* **What you will do**:
Give the number of lines in the records that include the word "hints", and nothing besides.

* **Input material**:
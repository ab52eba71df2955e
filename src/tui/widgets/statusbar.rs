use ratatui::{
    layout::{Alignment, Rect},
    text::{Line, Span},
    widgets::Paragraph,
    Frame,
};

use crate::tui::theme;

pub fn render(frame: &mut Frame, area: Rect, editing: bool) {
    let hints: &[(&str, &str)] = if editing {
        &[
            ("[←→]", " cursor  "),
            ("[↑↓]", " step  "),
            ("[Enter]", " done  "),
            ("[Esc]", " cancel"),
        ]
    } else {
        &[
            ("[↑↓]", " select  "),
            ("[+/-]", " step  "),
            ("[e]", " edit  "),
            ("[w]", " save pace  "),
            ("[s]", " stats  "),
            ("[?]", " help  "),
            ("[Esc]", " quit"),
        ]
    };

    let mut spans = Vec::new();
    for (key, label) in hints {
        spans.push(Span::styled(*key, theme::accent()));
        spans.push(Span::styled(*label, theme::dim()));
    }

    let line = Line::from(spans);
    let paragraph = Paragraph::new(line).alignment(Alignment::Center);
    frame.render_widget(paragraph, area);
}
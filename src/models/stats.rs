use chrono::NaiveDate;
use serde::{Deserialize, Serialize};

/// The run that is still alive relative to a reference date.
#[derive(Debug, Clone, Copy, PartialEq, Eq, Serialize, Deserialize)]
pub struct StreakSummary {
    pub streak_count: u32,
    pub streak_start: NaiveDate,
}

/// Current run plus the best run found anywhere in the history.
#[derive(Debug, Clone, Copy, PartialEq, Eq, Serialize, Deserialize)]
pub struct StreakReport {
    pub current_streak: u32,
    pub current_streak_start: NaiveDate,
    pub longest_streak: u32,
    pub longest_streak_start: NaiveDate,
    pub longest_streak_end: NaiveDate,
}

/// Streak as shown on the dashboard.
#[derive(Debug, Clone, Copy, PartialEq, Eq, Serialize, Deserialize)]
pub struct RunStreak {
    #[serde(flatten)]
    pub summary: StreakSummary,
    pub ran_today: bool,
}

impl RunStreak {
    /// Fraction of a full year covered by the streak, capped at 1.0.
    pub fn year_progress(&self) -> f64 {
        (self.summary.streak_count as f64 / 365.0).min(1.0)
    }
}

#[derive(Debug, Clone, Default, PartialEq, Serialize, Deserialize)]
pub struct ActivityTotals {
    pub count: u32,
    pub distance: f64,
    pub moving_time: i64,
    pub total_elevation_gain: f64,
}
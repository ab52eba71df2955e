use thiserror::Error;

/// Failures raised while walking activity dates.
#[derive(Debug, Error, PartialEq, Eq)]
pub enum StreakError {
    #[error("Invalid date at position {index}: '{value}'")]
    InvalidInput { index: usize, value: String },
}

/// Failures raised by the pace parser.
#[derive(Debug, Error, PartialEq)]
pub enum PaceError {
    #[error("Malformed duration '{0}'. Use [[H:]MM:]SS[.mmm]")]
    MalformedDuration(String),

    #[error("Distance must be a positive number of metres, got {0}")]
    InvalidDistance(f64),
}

* * *

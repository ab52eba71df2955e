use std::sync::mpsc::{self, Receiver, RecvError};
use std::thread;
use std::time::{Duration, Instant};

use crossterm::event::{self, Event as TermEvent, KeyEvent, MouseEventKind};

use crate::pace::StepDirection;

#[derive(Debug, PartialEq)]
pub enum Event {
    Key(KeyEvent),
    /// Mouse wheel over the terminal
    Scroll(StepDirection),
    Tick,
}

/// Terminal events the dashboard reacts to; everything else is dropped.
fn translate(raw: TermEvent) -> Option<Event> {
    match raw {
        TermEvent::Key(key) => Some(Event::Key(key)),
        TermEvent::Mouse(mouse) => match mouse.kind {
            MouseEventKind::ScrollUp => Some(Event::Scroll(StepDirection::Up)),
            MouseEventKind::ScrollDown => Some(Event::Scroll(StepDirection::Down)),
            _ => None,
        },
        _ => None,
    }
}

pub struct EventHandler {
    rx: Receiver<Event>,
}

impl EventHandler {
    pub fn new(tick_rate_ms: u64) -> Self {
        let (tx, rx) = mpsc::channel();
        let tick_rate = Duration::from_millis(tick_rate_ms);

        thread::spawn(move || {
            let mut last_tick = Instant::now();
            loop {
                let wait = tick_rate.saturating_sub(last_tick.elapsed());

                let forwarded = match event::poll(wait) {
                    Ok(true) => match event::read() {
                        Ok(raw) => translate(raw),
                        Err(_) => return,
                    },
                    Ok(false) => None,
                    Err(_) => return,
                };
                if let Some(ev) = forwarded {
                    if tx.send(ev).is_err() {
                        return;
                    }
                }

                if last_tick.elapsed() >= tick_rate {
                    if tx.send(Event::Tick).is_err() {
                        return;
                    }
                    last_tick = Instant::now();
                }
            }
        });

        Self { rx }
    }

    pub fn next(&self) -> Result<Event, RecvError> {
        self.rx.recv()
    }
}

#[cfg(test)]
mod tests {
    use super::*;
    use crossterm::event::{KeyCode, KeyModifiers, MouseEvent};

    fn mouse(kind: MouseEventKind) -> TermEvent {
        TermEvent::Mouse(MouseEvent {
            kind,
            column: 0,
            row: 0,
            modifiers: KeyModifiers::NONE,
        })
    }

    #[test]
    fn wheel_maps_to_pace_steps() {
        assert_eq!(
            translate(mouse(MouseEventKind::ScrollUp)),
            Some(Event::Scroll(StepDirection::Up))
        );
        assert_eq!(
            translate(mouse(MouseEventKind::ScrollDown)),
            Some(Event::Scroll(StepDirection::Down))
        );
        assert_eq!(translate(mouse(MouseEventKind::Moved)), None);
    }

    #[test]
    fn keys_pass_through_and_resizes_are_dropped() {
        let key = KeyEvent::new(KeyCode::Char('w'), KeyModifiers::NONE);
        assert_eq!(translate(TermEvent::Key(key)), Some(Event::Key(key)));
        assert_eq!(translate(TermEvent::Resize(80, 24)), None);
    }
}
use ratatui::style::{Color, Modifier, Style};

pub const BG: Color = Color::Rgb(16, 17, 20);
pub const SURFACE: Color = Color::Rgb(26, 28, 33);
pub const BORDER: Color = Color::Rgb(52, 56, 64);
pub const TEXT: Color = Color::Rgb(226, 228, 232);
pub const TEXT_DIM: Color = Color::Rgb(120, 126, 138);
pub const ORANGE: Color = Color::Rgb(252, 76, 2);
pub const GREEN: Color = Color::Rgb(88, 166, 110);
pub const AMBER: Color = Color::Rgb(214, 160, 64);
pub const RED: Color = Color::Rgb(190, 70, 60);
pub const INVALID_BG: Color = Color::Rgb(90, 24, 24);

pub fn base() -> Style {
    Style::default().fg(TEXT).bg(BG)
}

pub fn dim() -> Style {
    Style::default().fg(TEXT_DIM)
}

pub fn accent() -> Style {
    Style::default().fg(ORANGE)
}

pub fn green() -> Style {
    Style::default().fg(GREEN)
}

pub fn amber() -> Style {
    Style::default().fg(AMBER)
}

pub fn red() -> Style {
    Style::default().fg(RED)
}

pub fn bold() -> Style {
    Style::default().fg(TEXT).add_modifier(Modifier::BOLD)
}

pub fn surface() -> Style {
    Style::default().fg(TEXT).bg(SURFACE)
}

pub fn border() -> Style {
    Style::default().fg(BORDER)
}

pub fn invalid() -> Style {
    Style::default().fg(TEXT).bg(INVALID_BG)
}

...

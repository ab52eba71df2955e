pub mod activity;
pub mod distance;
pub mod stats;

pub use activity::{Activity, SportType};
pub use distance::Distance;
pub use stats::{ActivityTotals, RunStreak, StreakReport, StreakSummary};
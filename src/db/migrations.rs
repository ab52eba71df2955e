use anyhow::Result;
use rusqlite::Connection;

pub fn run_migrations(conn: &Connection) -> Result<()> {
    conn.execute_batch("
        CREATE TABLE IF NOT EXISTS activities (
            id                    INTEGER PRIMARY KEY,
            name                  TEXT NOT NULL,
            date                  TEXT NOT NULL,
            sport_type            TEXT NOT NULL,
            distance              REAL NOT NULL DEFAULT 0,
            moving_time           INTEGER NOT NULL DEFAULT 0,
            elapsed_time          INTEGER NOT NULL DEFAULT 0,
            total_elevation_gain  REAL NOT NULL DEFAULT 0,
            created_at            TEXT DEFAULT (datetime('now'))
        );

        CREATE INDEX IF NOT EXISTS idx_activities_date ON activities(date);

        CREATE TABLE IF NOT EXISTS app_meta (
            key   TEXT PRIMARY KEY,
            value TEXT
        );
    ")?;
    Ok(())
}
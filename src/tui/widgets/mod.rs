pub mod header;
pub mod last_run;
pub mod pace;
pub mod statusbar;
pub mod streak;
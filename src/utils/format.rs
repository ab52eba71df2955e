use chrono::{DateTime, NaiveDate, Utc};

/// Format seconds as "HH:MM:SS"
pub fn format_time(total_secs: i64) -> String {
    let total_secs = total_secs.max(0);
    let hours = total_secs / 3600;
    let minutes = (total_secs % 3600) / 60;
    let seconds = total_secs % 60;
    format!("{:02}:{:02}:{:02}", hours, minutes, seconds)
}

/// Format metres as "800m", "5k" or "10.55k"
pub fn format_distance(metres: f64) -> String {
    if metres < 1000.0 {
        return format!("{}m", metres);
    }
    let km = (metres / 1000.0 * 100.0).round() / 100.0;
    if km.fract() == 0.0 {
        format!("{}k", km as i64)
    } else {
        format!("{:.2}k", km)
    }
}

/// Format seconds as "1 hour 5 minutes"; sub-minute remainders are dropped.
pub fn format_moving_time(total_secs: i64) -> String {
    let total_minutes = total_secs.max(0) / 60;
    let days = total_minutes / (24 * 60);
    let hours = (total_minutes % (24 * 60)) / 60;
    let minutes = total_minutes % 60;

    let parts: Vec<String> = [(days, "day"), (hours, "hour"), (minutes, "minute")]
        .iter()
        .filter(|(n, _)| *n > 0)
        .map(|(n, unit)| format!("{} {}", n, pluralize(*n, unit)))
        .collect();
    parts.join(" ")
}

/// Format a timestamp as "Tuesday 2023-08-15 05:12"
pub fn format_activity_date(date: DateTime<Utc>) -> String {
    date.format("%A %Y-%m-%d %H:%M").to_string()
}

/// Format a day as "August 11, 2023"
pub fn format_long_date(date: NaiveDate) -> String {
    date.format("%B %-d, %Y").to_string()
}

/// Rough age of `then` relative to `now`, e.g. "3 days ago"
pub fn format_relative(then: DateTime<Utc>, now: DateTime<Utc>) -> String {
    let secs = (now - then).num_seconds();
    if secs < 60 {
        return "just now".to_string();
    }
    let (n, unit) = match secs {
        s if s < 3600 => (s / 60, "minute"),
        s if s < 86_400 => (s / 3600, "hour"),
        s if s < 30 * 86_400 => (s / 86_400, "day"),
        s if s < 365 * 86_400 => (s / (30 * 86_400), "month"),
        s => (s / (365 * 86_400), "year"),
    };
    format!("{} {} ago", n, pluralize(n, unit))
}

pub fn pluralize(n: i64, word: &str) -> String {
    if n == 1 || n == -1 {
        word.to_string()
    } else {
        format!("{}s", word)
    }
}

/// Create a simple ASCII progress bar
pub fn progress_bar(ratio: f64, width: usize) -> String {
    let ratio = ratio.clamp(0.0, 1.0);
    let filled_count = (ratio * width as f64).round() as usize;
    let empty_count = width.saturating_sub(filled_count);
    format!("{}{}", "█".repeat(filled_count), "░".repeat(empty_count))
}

* **Output below**:
2